Brief: Every line in the material below that includes "INTEGER" should be copied.

[Opening Information shown section]

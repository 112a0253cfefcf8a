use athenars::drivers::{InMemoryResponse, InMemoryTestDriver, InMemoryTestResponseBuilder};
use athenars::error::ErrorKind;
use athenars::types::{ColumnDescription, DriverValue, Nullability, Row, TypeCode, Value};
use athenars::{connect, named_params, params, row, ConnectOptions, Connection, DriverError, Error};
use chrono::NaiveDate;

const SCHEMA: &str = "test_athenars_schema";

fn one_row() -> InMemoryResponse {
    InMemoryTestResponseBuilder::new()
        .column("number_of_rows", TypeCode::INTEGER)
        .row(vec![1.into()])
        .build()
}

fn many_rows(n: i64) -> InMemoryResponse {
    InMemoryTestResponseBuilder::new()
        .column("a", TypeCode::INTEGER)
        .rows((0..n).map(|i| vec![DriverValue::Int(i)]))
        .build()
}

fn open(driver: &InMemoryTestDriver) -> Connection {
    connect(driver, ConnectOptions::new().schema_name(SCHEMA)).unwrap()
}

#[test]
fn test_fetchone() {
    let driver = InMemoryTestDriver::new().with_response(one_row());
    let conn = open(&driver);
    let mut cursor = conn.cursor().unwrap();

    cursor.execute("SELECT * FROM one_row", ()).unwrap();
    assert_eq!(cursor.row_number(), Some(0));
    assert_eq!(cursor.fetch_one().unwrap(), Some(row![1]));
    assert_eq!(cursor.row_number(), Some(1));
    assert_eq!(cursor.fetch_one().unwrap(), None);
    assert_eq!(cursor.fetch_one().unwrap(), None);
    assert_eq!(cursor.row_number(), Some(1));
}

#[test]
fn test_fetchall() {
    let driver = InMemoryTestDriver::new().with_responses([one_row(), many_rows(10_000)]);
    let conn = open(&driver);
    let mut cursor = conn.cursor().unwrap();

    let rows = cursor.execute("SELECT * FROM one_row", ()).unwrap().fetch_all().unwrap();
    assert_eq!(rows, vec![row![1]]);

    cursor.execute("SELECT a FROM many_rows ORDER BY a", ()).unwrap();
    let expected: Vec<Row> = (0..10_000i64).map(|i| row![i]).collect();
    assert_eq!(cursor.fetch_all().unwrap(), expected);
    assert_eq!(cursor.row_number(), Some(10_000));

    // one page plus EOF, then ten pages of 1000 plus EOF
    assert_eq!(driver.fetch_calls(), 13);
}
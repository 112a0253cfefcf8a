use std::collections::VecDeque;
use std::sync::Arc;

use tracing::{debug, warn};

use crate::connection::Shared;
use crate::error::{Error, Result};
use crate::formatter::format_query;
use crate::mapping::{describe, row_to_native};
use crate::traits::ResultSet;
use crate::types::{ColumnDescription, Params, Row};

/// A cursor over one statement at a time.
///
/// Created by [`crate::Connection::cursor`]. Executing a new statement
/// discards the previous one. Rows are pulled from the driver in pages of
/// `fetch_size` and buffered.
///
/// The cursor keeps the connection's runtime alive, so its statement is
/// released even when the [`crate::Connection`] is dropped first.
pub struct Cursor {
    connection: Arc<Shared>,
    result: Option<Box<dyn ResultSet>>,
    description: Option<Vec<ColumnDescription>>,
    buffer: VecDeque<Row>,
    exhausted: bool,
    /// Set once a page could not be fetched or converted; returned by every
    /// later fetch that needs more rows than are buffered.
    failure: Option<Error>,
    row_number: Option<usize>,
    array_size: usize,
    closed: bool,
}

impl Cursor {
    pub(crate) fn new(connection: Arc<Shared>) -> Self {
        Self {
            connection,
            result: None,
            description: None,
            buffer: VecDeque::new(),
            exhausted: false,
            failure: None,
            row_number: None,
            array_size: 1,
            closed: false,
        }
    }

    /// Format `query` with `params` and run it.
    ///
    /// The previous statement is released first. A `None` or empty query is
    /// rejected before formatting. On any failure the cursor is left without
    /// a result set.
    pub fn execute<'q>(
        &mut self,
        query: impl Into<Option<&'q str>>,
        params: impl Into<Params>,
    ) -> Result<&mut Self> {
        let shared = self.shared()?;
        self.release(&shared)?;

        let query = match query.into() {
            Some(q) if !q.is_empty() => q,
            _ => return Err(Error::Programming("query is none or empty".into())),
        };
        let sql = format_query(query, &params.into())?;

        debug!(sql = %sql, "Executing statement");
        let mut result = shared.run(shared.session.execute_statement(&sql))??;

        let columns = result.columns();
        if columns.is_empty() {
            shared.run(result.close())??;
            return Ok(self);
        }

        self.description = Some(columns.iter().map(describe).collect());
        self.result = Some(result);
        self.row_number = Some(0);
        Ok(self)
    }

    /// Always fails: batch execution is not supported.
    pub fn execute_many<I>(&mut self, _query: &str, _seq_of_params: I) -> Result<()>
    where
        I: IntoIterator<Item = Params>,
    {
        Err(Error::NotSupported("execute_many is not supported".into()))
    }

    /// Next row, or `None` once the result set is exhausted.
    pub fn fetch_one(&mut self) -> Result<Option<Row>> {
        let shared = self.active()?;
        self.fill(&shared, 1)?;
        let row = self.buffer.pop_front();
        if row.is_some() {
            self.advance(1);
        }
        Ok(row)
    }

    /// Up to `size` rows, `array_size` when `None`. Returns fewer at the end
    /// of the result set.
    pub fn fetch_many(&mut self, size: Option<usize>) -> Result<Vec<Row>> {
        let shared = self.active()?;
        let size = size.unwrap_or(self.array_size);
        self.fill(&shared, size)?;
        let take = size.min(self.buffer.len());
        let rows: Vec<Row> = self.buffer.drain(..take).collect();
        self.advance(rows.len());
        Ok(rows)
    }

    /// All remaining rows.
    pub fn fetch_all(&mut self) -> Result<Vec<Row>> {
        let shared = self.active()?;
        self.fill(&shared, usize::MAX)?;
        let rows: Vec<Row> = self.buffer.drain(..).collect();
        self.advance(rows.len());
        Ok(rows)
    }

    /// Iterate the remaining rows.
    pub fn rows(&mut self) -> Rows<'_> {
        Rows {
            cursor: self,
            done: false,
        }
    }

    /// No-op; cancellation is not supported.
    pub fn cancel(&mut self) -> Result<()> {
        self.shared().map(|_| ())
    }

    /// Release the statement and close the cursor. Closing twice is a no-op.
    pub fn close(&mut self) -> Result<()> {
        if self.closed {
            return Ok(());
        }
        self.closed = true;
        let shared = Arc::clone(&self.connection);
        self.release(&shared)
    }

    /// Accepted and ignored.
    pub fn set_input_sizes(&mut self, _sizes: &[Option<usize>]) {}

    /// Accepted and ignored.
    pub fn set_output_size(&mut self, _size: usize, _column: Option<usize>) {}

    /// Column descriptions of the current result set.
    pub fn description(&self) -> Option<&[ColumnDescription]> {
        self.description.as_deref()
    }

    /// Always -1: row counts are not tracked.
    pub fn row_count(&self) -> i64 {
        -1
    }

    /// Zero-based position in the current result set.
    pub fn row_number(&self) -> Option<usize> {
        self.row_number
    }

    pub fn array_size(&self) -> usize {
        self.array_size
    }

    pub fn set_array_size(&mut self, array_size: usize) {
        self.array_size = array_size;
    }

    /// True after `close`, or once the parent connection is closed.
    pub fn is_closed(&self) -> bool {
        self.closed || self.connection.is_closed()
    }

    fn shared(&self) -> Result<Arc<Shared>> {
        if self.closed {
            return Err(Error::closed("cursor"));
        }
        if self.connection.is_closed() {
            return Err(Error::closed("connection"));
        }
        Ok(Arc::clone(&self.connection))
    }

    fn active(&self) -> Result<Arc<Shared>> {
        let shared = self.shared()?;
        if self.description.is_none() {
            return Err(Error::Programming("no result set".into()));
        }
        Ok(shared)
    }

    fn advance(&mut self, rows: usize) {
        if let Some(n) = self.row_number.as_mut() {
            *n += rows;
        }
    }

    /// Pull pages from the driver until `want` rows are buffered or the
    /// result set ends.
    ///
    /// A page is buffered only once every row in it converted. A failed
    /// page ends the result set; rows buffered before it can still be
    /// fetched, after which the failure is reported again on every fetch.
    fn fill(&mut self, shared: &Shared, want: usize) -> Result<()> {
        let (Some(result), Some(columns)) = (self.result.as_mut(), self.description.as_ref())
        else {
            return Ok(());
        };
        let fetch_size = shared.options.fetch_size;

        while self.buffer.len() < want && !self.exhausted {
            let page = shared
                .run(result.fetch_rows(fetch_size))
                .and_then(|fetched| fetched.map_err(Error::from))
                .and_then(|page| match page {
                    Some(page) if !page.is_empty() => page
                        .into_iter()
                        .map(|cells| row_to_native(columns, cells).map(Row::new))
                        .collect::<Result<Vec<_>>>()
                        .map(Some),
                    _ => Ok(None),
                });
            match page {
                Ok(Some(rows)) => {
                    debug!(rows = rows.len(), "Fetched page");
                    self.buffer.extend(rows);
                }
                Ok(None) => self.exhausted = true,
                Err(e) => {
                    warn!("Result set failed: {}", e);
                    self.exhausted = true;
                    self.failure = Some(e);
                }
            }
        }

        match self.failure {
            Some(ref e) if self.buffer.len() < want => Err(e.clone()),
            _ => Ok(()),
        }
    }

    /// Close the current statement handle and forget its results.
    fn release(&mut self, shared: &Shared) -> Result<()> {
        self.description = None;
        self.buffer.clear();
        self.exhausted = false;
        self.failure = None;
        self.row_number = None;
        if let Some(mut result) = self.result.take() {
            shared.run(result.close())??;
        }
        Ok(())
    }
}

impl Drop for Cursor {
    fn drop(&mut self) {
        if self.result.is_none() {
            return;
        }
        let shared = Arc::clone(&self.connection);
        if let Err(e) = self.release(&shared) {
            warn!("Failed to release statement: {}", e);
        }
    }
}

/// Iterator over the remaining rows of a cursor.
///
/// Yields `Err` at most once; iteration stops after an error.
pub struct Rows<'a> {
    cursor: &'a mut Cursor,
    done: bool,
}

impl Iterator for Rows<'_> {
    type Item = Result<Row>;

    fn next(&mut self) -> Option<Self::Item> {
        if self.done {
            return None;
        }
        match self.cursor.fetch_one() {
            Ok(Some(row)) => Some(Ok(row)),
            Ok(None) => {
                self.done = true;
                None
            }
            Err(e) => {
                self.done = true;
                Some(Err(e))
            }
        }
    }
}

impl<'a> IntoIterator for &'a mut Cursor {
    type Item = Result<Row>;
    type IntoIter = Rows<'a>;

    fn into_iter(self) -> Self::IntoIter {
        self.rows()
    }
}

[Closing Information shown section]

Response to the task:
        .column("number_of_rows", TypeCode::INTEGER)
        .column("a", TypeCode::INTEGER)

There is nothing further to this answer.